[Dataset entries]
---+---
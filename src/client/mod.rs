//! HTTP client for the estimation service.
//!
//! The service exposes a single endpoint, `POST {endpoint}/estimate`, taking
//! the mask grid and the rectangle multiset and answering with per-cell
//! probability and entropy fields. No authentication, no streaming; one
//! request, one response.

use std::time::Duration;

use anyhow::{Context, Result};
use reqwest::blocking::Client;
use serde::{Deserialize, Serialize};
use tracing::debug;

use crate::models::{Grid, InferenceResult, Rectangle};
use crate::services::EstimateBackend;

/// The request body for one estimation call.
#[derive(Debug, Clone, PartialEq, Serialize, Deserialize)]
pub struct EstimateRequest {
    /// The current mask; `true` cells are still buried.
    pub mask: Grid<bool>,
    /// One rectangle per expected item, order without meaning.
    pub rectangles: Vec<Rectangle>,
}

/// Blocking HTTP backend for the estimation service.
///
/// Runs on the orchestrator's worker thread, never on the event loop.
pub struct HttpEstimateClient {
    endpoint: String,
    client: Client,
}

impl HttpEstimateClient {
    /// Creates a client for the service at `endpoint`.
    ///
    /// The timeout is a hardening measure so a hung service surfaces as an
    /// ordinary request failure instead of waiting forever.
    ///
    /// # Errors
    ///
    /// Fails when the underlying HTTP client cannot be constructed.
    pub fn new(endpoint: &str, timeout: Duration) -> Result<Self> {
        let client = Client::builder()
            .timeout(timeout)
            .build()
            .context("Failed to build HTTP client")?;
        Ok(Self {
            endpoint: endpoint.trim_end_matches('/').to_string(),
            client,
        })
    }

    fn estimate_url(&self) -> String {
        format!("{}/estimate", self.endpoint)
    }
}

impl EstimateBackend for HttpEstimateClient {
    fn estimate(&self, request: &EstimateRequest) -> Result<InferenceResult> {
        let url = self.estimate_url();
        debug!(%url, "posting estimation request");

        let response = self
            .client
            .post(&url)
            .json(request)
            .send()
            .with_context(|| format!("Failed to reach estimation service at {url}"))?;

        let status = response.status();
        if !status.is_success() {
            anyhow::bail!("Estimation service returned {status}");
        }

        response
            .json::<InferenceResult>()
            .context("Failed to decode estimation response")
    }
}
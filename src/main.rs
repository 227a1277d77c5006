//! Unearth - terminal heat-map assistant for buried-item grid puzzles
//!
//! Mark the cells that are still buried, declare the item shapes you expect
//! to find, and ask the estimation service where digging is most promising.

use std::fs;
use std::sync::{Arc, Mutex};

use anyhow::{Context, Result};
use clap::Parser;

use unearth::client::HttpEstimateClient;
use unearth::config::Config;
use unearth::constants::{
    APP_BINARY_NAME, APP_NAME, DEFAULT_BOARD_COLS, DEFAULT_BOARD_ROWS, MAX_BOARD_COLS,
    MAX_BOARD_ROWS,
};
use unearth::services::EstimateBackend;
use unearth::tui;

/// Unearth - terminal heat-map assistant for buried-item grid puzzles
#[derive(Parser, Debug)]
#[command(author, version, about, long_about = None)]
struct Cli {
    /// Number of board rows
    #[arg(long, value_name = "ROWS")]
    rows: Option<usize>,

    /// Number of board columns
    #[arg(long, value_name = "COLS")]
    cols: Option<usize>,

    /// Estimation service endpoint, overriding the configured one
    #[arg(long, value_name = "URL")]
    endpoint: Option<String>,

    /// Write a default configuration file and exit
    #[arg(short, long)]
    init: bool,
}

fn main() -> Result<()> {
    let cli = Cli::parse();

    if cli.init {
        let config = Config::default();
        config.save()?;
        println!("{} configuration written to {}", APP_NAME, Config::config_path()?.display());
        println!("Edit it to point at your estimation service, then run {APP_BINARY_NAME}.");
        return Ok(());
    }

    // Load the config when one exists; otherwise run on defaults
    let mut config = if Config::exists() {
        Config::load()?
    } else {
        Config::default()
    };
    if let Some(endpoint) = cli.endpoint {
        config.service.endpoint = endpoint;
        config.validate()?;
    }

    let rows = cli.rows.unwrap_or(DEFAULT_BOARD_ROWS);
    let cols = cli.cols.unwrap_or(DEFAULT_BOARD_COLS);
    validate_board_size(rows, cols)?;

    init_logging()?;

    let backend: Arc<dyn EstimateBackend> = Arc::new(HttpEstimateClient::new(
        &config.service.endpoint,
        config.service.timeout(),
    )?);

    let mut terminal = tui::setup_terminal()?;
    let mut state = tui::AppState::new(&config, rows, cols, backend);
    let result = tui::run_tui(&mut state, &mut terminal);
    tui::restore_terminal(terminal)?;
    result
}

/// Rejects board sizes the estimation service would refuse.
fn validate_board_size(rows: usize, cols: usize) -> Result<()> {
    if rows == 0 || cols == 0 {
        anyhow::bail!("Board size {rows}x{cols} is invalid: both dimensions must be positive");
    }
    if rows > MAX_BOARD_ROWS || cols > MAX_BOARD_COLS {
        anyhow::bail!(
            "Board size {rows}x{cols} exceeds the service limit of {MAX_BOARD_ROWS}x{MAX_BOARD_COLS}"
        );
    }
    Ok(())
}

/// Sends tracing output to a log file; the terminal belongs to the TUI.
fn init_logging() -> Result<()> {
    let path = Config::log_path()?;
    if let Some(parent) = path.parent() {
        fs::create_dir_all(parent)
            .with_context(|| format!("Failed to create log directory {}", parent.display()))?;
    }
    let file = fs::File::create(&path)
        .with_context(|| format!("Failed to create log file {}", path.display()))?;

    let filter = tracing_subscriber::EnvFilter::try_from_default_env()
        .unwrap_or_else(|_| tracing_subscriber::EnvFilter::new("unearth=info"));
    tracing_subscriber::fmt()
        .with_env_filter(filter)
        .with_writer(Mutex::new(file))
        .with_ansi(false)
        .init();
    Ok(())
}

#[cfg(test)]
mod tests {
    use super::*;

    #[test]
    fn test_validate_board_size_defaults_ok() {
        assert!(validate_board_size(DEFAULT_BOARD_ROWS, DEFAULT_BOARD_COLS).is_ok());
    }

    #[test]
    fn test_validate_board_size_limits() {
        assert!(validate_board_size(9, 9).is_ok());
        assert!(validate_board_size(10, 9).is_err());
        assert!(validate_board_size(9, 10).is_err());
        assert!(validate_board_size(0, 5).is_err());
        assert!(validate_board_size(5, 0).is_err());
    }
}
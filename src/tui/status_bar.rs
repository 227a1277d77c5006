//! Status bar widget for mode, request state, and key help.

use ratatui::{
    layout::Rect,
    style::{Modifier, Style},
    text::{Line, Span},
    widgets::{Block, Borders, Paragraph},
    Frame,
};

use super::{AppState, Focus};

/// Status bar widget.
pub struct StatusBar;

impl StatusBar {
    /// Render the status line and the contextual key help.
    pub fn render(f: &mut Frame, area: Rect, state: &AppState) {
        let theme = &state.theme;
        let mut lines: Vec<Line> = Vec::new();

        // First line: failure, waiting indicator, or last status message
        if let Some(error) = &state.error_message {
            lines.push(Line::from(vec![
                Span::styled(
                    "ERROR: ",
                    Style::default()
                        .fg(theme.error)
                        .add_modifier(Modifier::BOLD),
                ),
                Span::raw(error.as_str()),
            ]));
        } else if state.task.is_waiting() {
            lines.push(Line::from(Span::styled(
                "Estimating…",
                Style::default().fg(theme.warning),
            )));
        } else if !state.status_message.is_empty() {
            lines.push(Line::from(Span::styled(
                state.status_message.as_str(),
                Style::default().fg(theme.success),
            )));
        } else {
            lines.push(Line::from(Span::styled(
                format!("Mode: {}", state.display.mode().display_name()),
                Style::default().fg(theme.text),
            )));
        }

        // Second line: key help for the focused panel
        let help = match state.focus {
            Focus::Board => {
                "↑↓←→ move · space bury/unbury · e estimate · m mode · r reset · tab items · q quit"
            }
            Focus::Inventory => {
                "↑↓ slot · +/- count · s size · t transpose · e estimate · tab board · q quit"
            }
        };
        lines.push(Line::from(Span::styled(
            help,
            Style::default().fg(theme.text_muted),
        )));

        let paragraph = Paragraph::new(lines).block(
            Block::default()
                .borders(Borders::ALL)
                .border_style(Style::default().fg(theme.primary)),
        );
        f.render_widget(paragraph, area);
    }
}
---+---
Assignment:
Only lines with the word "configuration" count here; copy every one from the records.

Written response:
    /// Write a default configuration file and exit
        println!("{} configuration written to {}", APP_NAME, Config::config_path()?.display());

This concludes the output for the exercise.